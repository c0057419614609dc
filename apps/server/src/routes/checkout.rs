//! Checkout and payment webhook routes.
//!
//! ## Checkout Flow
//! ```text
//! ┌─────────────────────────────────────────────────────────────────────────┐
//! │                       Checkout Flow                                     │
//! │                                                                         │
//! │  POST /api/v1/checkout                                                  │
//! │    1. Validate input (email, country, quantities)                       │
//! │    2. Re-price every line against the catalog (never trust the         │
//! │       client's prices) + stock check                                   │
//! │    3. Quote shipping for destination/weight/subtotal                    │
//! │    4. Persist Pending order + items (one transaction)                   │
//! │    5. Upsert the customer record                                        │
//! │    6. Create the processor checkout session                             │
//! │    7. Enqueue order-placed notifications                                │
//! │    8. → { orderNumber, checkoutUrl }                                    │
//! │                                                                         │
//! │  POST /api/v1/checkout/webhook   (called by the processor)              │
//! │    1. Shared-secret header check                                        │
//! │    2. checkout.session.completed → mark order paid,                     │
//! │       decrement stock, enqueue order-paid notifications                 │
//! │    3. Anything else → acknowledged and ignored                          │
//! └─────────────────────────────────────────────────────────────────────────┘
//! ```

use std::collections::HashMap;

use axum::extract::State;
use axum::http::{HeaderMap, StatusCode};
use axum::Json;
use chrono::Utc;
use serde::{Deserialize, Serialize};
use tracing::{info, warn};

use frantoio_core::cart::{Cart, CartItem};
use frantoio_core::money::Money;
use frantoio_core::types::{
    Address, NotificationEvent, Order, OrderItem, OrderKind, OrderStatus, PaymentStatus, Product,
};
use frantoio_core::{validation, CoreError};
use frantoio_notify::enqueue_order_event;

use crate::error::ApiError;
use crate::payments::{
    CheckoutMode, CreateSessionRequest, SessionLineItem, WebhookEvent, EVENT_SESSION_COMPLETED,
};
use crate::SharedState;

// =============================================================================
// Request / Response
// =============================================================================

#[derive(Debug, Deserialize)]
pub struct CheckoutItem {
    pub slug: String,
    pub quantity: i64,
}

#[derive(Debug, Deserialize)]
pub struct CheckoutCustomer {
    pub email: String,
    pub name: String,
    pub phone: Option<String>,
    #[serde(default)]
    pub marketing_consent: bool,
}

#[derive(Debug, Deserialize)]
pub struct CheckoutRequest {
    pub items: Vec<CheckoutItem>,
    /// Defaults to a one-time purchase.
    pub kind: Option<OrderKind>,
    pub customer: CheckoutCustomer,
    pub shipping_address: Address,
    pub seller_code: Option<String>,
    pub notes: Option<String>,
}

#[derive(Debug, Serialize)]
#[serde(rename_all = "camelCase")]
pub struct CheckoutResponse {
    pub order_id: String,
    pub order_number: String,
    /// Hosted payment page to redirect the customer to.
    pub checkout_url: String,
}

// =============================================================================
// Checkout
// =============================================================================

/// `POST /api/v1/checkout`
pub async fn create_checkout(
    State(state): State<SharedState>,
    Json(request): Json<CheckoutRequest>,
) -> Result<Json<CheckoutResponse>, ApiError> {
    if request.items.is_empty() {
        return Err(CoreError::EmptyCart.into());
    }

    validation::validate_email(&request.customer.email)?;
    validation::validate_country_code(&request.shipping_address.country)?;
    for item in &request.items {
        validation::validate_quantity(item.quantity)?;
    }

    let kind = request.kind.unwrap_or(OrderKind::OneTime);
    let country = request.shipping_address.country.trim().to_ascii_uppercase();

    // Seller attribution: a dead or mistyped code is an input error, the
    // storefront should never have offered it.
    let seller_code = match &request.seller_code {
        Some(code) => {
            validation::validate_seller_code(code)?;
            let seller = state.db.sellers().get_by_code(code).await?;
            match seller {
                Some(s) => Some(s.code),
                None => return Err(ApiError::validation(format!("Unknown seller code: {code}"))),
            }
        }
        None => None,
    };

    // Re-price every line against the catalog; the Cart merges repeated
    // slugs and enforces the line/quantity caps.
    let mut cart = Cart::new();
    let mut products: HashMap<String, Product> = HashMap::new();

    for item in &request.items {
        let product = match products.values().find(|p| p.slug == item.slug) {
            Some(known) => known.clone(),
            None => state
                .db
                .products()
                .get_by_slug(&item.slug)
                .await?
                .ok_or_else(|| ApiError::not_found("Product", &item.slug))?,
        };

        if kind == OrderKind::Subscription && !product.subscribable {
            return Err(CoreError::MixedCheckoutModes.into());
        }

        cart.add_item(CartItem {
            product_id: product.id.clone(),
            name: product.name.clone(),
            unit_price_cents: product.price_cents,
            weight_grams: product.weight_grams,
            quantity: item.quantity,
        })?;

        products.insert(product.id.clone(), product);
    }

    // Stock check on the merged quantities
    let mut vat = Money::zero();
    for line in cart.items() {
        let product = &products[&line.product_id];
        if !product.can_sell(line.quantity) {
            return Err(CoreError::InsufficientStock {
                slug: product.slug.clone(),
                available: product.stock_quantity.max(0),
                requested: line.quantity,
            }
            .into());
        }
        vat += product.price().vat_included(product.vat_rate()) * line.quantity;
    }

    let subtotal = cart.subtotal();
    let total_weight = cart.total_weight_grams();
    let order_id = uuid::Uuid::new_v4().to_string();

    let mut order_items = Vec::with_capacity(cart.line_count());
    let mut session_lines = Vec::with_capacity(cart.line_count());
    for line in cart.items() {
        let product = &products[&line.product_id];

        order_items.push(OrderItem {
            id: uuid::Uuid::new_v4().to_string(),
            order_id: order_id.clone(),
            product_id: line.product_id.clone(),
            name: line.name.clone(),
            unit_price_cents: line.unit_price_cents,
            quantity: line.quantity,
            line_total_cents: line.line_total().cents(),
            weight_grams: line.weight_grams,
        });

        session_lines.push(SessionLineItem {
            name: line.name.clone(),
            unit_amount_cents: line.unit_price_cents,
            quantity: line.quantity,
            interval: match kind {
                OrderKind::Subscription => product.subscription_interval,
                OrderKind::OneTime => None,
            },
        });
    }

    // Shipping quote for the whole parcel
    let shipping_config = state.db.shipping_config().load().await?;
    let quote = shipping_config.quote(&country, total_weight, subtotal)?;
    let total = subtotal + quote.cost();

    // Persist the pending order
    let now = Utc::now();
    let order_number = state.db.orders().next_order_number().await?;
    let mut shipping_address = request.shipping_address.clone();
    shipping_address.country = country;

    let order = Order {
        id: order_id.clone(),
        order_number,
        kind,
        status: OrderStatus::Pending,
        payment_status: PaymentStatus::Unpaid,
        customer_email: request.customer.email.trim().to_string(),
        customer_name: request.customer.name.trim().to_string(),
        customer_phone: request.customer.phone.clone(),
        shipping_address,
        seller_code,
        subtotal_cents: subtotal.cents(),
        shipping_cents: quote.cost_cents,
        vat_cents: vat.cents(),
        total_cents: total.cents(),
        total_weight_grams: total_weight,
        checkout_session_id: None,
        notes: request.notes.clone(),
        created_at: now,
        updated_at: now,
        paid_at: None,
    };

    state.db.orders().insert(&order, &order_items).await?;

    state
        .db
        .customers()
        .upsert_by_email(
            &order.customer_email,
            &order.customer_name,
            order.customer_phone.as_deref(),
            Some(&order.shipping_address),
            request.customer.marketing_consent,
        )
        .await?;

    // Create the processor session. On failure the pending order stays
    // behind for the admin to see; nothing was charged.
    let session = state
        .payments
        .create_checkout_session(&CreateSessionRequest {
            mode: match kind {
                OrderKind::OneTime => CheckoutMode::Payment,
                OrderKind::Subscription => CheckoutMode::Subscription,
            },
            currency: "eur",
            line_items: session_lines,
            shipping_amount_cents: quote.cost_cents,
            customer_email: order.customer_email.clone(),
            success_url: state.payments.success_url().to_string(),
            cancel_url: state.payments.cancel_url().to_string(),
            client_reference_id: order.id.clone(),
        })
        .await?;

    state
        .db
        .orders()
        .set_checkout_session(&order.id, &session.id)
        .await?;

    enqueue_order_event(&state.db, &state.notify, NotificationEvent::OrderPlaced, &order).await?;

    info!(
        order_number = %order.order_number,
        total = %total,
        zone = %quote.zone,
        "Checkout session created"
    );

    Ok(Json(CheckoutResponse {
        order_id: order.id,
        order_number: order.order_number,
        checkout_url: session.url,
    }))
}

// =============================================================================
// Webhook
// =============================================================================

/// `POST /api/v1/checkout/webhook`
///
/// Always answers 200 for events we understand but cannot act on
/// (unknown session, already-paid order): the processor retries on
/// non-2xx, and retrying those cannot help.
pub async fn webhook(
    State(state): State<SharedState>,
    headers: HeaderMap,
    Json(event): Json<WebhookEvent>,
) -> Result<StatusCode, ApiError> {
    let presented = headers
        .get("x-webhook-secret")
        .and_then(|v| v.to_str().ok())
        .unwrap_or("");

    if !state.payments.verify_webhook_secret(presented) {
        return Err(ApiError::unauthorized("Invalid webhook secret"));
    }

    if event.event_type != EVENT_SESSION_COMPLETED {
        return Ok(StatusCode::OK);
    }

    let session_id = &event.data.object.id;
    let order = match state.db.orders().get_by_checkout_session(session_id).await? {
        Some(order) => order,
        None => {
            warn!(session_id = %session_id, "Webhook for unknown checkout session");
            return Ok(StatusCode::OK);
        }
    };

    if order.payment_status == PaymentStatus::Paid {
        // Redelivery of an event we already processed
        return Ok(StatusCode::OK);
    }

    state.db.orders().mark_paid(&order.id).await?;

    // Stock leaves the shelf when the money arrives
    let items = state.db.orders().items_for_order(&order.id).await?;
    for item in &items {
        let tracked = state
            .db
            .products()
            .get_by_id(&item.product_id)
            .await?
            .map(|p| p.track_inventory)
            .unwrap_or(false);
        if !tracked {
            continue;
        }

        if let Err(e) = state
            .db
            .products()
            .adjust_stock(&item.product_id, -item.quantity)
            .await
        {
            warn!(
                product_id = %item.product_id,
                error = %e,
                "Stock adjustment failed for paid order"
            );
        }
    }

    let paid_order = state
        .db
        .orders()
        .get_by_id(&order.id)
        .await?
        .ok_or_else(|| ApiError::not_found("Order", &order.id))?;

    enqueue_order_event(
        &state.db,
        &state.notify,
        NotificationEvent::OrderPaid,
        &paid_order,
    )
    .await?;

    info!(order_number = %paid_order.order_number, "Order paid");

    Ok(StatusCode::OK)
}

────────────────

ASSIGNMENT -
Copy every line above that includes the string "OrderItem".

TASK SOLUTION -
    Address, NotificationEvent, Order, OrderItem, OrderKind, OrderStatus, PaymentStatus, Product,
        order_items.push(OrderItem {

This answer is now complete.